Evaluations

The eval framework runs a fixed list of prompts against a skillet, records what the agent did, and asks an LLM judge to score each result against expectations. Two CLI commands: eval_run produces traces, eval_grade scores them.

Evals are scoped per-skillet — each suite lives in its own folder with an evals.json file. Both commands write into a sibling <folder>_output/ directory (the eval folder path with _output appended), so your suite folder stays clean.

Anatomy of an eval suite


data/skillets/evals/
├── bluesky_evals/
│   └── evals.json
└── bluesky_evals_output/          # created next to the suite folder
    ├── eval_1_run.json            # written by eval_run
    └── eval_1_grade.json          # written by eval_grade

evals.json declares the suite:


{
  "name": "bluesky",
  "evals": [
    {
      "id": 1,
      "prompt": "Post 'Hello Bluesky! Testing my new AI agent.' to my Bluesky account.",
      "expected_output": "Should check auth status first with `npx bsky_client --json status`. Should then run `npx bsky_client --json posts create \"...\"`. Should confirm the post was created and return the AT-URI.",
      "assertions": [
        "Checks auth status before posting",
        "Uses `npx bsky_client --json posts create` command",
        "Passes the exact post text as argument",
        "Returns or displays the AT-URI of the created post"
      ],
      "files": []
    }
  ]
}

Field	Required	Purpose
`id`	yes	Unique integer within the suite. Used in the `eval_<id>_run.json` / `eval_<id>_grade.json` filenames.
`prompt`	yes	The user message sent to the agent verbatim.
`expected_output`	yes	Free-form prose describing the ideal trace. The judge gets this and scores it 0–10.
`assertions`	no (default `[]`)	Array of single-fact checks.

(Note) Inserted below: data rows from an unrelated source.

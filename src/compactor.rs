use std::sync::Arc;
use std::time::Duration;

use tracing::info;

use crate::observability;
use crate::store::MemoryStore;

const CHECK_INTERVAL: Duration = Duration::from_secs(60);

/// Compact the journal once at least `threshold` records were appended
/// since the last compaction. Returns whether it compacted.
pub async fn compact_if_due(store: &MemoryStore, threshold: u64) -> bool {
    if !store.is_durable() {
        return false;
    }
    let appends = store.journal_appends_since_compact().await;
    if appends < threshold {
        return false;
    }
    match store.compact_journal().await {
        Ok(()) => {
            metrics::counter!(observability::JOURNAL_COMPACTIONS_TOTAL).increment(1);
            info!(appends, "journal compacted");
            true
        }
        Err(e) => {
            tracing::warn!("journal compaction failed: {e}");
            false
        }
    }
}

/// Background task that keeps the journal short.
pub async fn run_compactor(store: Arc<MemoryStore>, threshold: u64) {
    let mut interval = tokio::time::interval(CHECK_INTERVAL);
    loop {
        interval.tick().await;
        compact_if_due(&store, threshold).await;
    }
}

The judge scores each one 0–10 independently.
`files`	no (default `[]`)	Reserved for fixture files; not used by the current runner.

Running a suite


npm run dev:eval:run:bluesky
# or:
npx skilled_crew eval_run \
  -c ./data/skillets/bluesky_social_manager.skilled_crew.yaml \
  -f ./data/skillets/evals/bluesky_evals

For each eval, eval_run:

Spins up a fresh AgentRunner against the named skillet.
Calls runOneShotAsyncGenerator(context, prompt) with streaming.
Collects every step event into a responseLog.
Measures wall-clock latency and the character count of the final result.
Writes eval_<id>_run.json into the sibling <folder>_output/ directory.

Each output file contains the full step trace, the final result, latency, and char count — everything the judge needs.

Grading


npm run dev:eval:grade:bluesky
# or:
npx skilled_crew eval_grade -f ./data/skillets/evals/bluesky_evals

For each eval, eval_grade:

Reads the corresponding <folder>_output/eval_<id>_run.json.
Builds a prompt that includes the original expected_output, the assertion list, and the full step trace as JSON.
Asks the judge LLM (default openai/gpt-4.1-nano, overridable via SKILLET_MODEL_EVAL in <provider>/<model> form) to return a structured grade: a 0–10 score plus a one-paragraph reason for the expected_output, and one score per assertion (graded in a single batched call).
Writes the structured grade to <folder>_output/eval_<id>_grade.json.

The judge model is the same plug as the runner — set SKILLET_MODEL_EVAL=lmstudio/liquid/lfm2-1.2b to grade with a local LMStudio model.

Reading the results

Each grade file looks like:


{
  "evalId": 1,
  "expectedOutput": {
    "score": 9,
    "reason": "The agent checked auth, ran posts create, and reported the AT-URI..."
  },
  "assertions": [
    { "score": 10, "reason": "Auth status was checked before any write." },
    { "score": 10, "reason": "Used the documented bsky_client posts create command." },
    { "score":  8, "reason": "The post text matched, modulo quote escaping." },
    { "score": 10, "reason": "Returned the AT-URI in the final response." }
  ]
}

Scores run 0–10. A 10 is “passes cleanly”; a low score is usually “broken” — the judge’s reason is the place to start debugging. The CLI also prints each score as …/10 as it grades.

Iterating

Typical workflow:

Add a new eval to evals.json.
eval_run to produce a fresh trace.
eval_grade to score it.
If the score is low, read the responseLog (use jq on <folder>_output/eval_<id>_run.json) to see where the agent went wrong.
Adjust the skill’s SKILL.md or the orchestrator’s AGENTS.md, then re-run.

The response cache means re-running an unchanged eval is cheap. Clearing the cache (npm run openai_cache:clean) forces fresh runs when you want to measure real cost or latency.